## [Task to carry out]
Return verbatim every line from the first line of the data below to the line that contains "use std::sync::atomic::AtomicBool;", inclusive, and no further.

## [Data provided]
======

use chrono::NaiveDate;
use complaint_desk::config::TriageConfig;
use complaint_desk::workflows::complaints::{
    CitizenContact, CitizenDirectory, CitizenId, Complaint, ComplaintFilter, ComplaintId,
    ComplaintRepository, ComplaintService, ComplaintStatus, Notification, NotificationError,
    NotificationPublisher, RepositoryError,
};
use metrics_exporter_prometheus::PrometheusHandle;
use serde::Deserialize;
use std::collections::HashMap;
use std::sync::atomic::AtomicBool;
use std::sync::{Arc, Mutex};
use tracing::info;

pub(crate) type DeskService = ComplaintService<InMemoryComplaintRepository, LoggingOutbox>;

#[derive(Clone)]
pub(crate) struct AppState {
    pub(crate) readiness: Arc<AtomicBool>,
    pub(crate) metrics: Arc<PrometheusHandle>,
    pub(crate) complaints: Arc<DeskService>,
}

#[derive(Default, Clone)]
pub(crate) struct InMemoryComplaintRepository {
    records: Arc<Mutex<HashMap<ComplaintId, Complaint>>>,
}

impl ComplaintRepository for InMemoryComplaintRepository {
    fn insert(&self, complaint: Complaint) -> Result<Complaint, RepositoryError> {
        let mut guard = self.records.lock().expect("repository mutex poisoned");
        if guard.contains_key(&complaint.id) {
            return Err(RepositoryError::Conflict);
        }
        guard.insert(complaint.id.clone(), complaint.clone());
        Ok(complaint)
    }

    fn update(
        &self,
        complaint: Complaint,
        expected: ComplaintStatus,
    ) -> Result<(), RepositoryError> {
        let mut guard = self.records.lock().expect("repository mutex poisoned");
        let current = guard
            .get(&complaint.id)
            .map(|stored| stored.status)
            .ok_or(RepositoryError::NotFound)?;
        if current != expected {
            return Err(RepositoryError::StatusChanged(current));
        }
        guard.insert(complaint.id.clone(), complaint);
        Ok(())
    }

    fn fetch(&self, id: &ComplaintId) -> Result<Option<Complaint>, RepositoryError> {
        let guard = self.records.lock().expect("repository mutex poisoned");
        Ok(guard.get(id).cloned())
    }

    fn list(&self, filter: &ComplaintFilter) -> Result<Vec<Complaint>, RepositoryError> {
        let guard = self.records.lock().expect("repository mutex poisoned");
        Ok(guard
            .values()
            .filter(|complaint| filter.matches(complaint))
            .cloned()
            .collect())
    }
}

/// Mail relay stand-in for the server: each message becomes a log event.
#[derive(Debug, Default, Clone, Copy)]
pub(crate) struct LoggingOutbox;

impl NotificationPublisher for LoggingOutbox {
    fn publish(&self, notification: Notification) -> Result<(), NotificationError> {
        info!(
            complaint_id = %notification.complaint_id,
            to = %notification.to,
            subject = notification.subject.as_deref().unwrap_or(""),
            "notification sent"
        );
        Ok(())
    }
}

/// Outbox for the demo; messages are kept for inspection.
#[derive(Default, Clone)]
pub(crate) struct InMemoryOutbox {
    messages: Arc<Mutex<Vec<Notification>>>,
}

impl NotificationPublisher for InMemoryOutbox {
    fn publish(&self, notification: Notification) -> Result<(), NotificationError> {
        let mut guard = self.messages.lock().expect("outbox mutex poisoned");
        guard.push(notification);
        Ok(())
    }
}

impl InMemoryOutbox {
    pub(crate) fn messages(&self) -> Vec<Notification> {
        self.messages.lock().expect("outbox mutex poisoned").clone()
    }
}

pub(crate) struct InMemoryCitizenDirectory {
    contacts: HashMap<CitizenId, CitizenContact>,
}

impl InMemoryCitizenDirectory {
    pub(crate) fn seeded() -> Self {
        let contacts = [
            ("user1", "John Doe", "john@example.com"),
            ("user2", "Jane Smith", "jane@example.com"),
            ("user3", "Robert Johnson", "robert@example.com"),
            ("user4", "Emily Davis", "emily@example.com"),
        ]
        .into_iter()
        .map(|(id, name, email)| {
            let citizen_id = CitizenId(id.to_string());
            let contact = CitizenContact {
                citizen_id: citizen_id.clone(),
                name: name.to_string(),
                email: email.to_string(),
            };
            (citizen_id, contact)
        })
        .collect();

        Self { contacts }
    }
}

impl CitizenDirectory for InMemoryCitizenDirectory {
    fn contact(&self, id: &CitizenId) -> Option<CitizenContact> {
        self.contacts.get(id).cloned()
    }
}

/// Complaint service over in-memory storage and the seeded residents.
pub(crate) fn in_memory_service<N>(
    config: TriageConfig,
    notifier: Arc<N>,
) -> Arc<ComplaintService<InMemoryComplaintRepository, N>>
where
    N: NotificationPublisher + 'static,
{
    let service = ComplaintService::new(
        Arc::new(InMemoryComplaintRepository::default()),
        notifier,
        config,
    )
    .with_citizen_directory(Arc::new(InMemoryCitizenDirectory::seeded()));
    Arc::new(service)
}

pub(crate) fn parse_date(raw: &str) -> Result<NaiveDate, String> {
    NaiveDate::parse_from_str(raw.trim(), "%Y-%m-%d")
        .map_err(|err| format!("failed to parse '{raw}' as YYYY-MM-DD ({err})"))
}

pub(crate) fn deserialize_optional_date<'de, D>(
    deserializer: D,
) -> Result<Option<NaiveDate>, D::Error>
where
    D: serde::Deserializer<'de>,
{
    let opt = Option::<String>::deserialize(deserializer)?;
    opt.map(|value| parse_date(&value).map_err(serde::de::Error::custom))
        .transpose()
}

======

## [The answer]
use chrono::NaiveDate;
use complaint_desk::config::TriageConfig;
use complaint_desk::workflows::complaints::{
    CitizenContact, CitizenDirectory, CitizenId, Complaint, ComplaintFilter, ComplaintId,
    ComplaintRepository, ComplaintService, ComplaintStatus, Notification, NotificationError,
    NotificationPublisher, RepositoryError,
};
use metrics_exporter_prometheus::PrometheusHandle;
use serde::Deserialize;
use std::collections::HashMap;
use std::sync::atomic::AtomicBool;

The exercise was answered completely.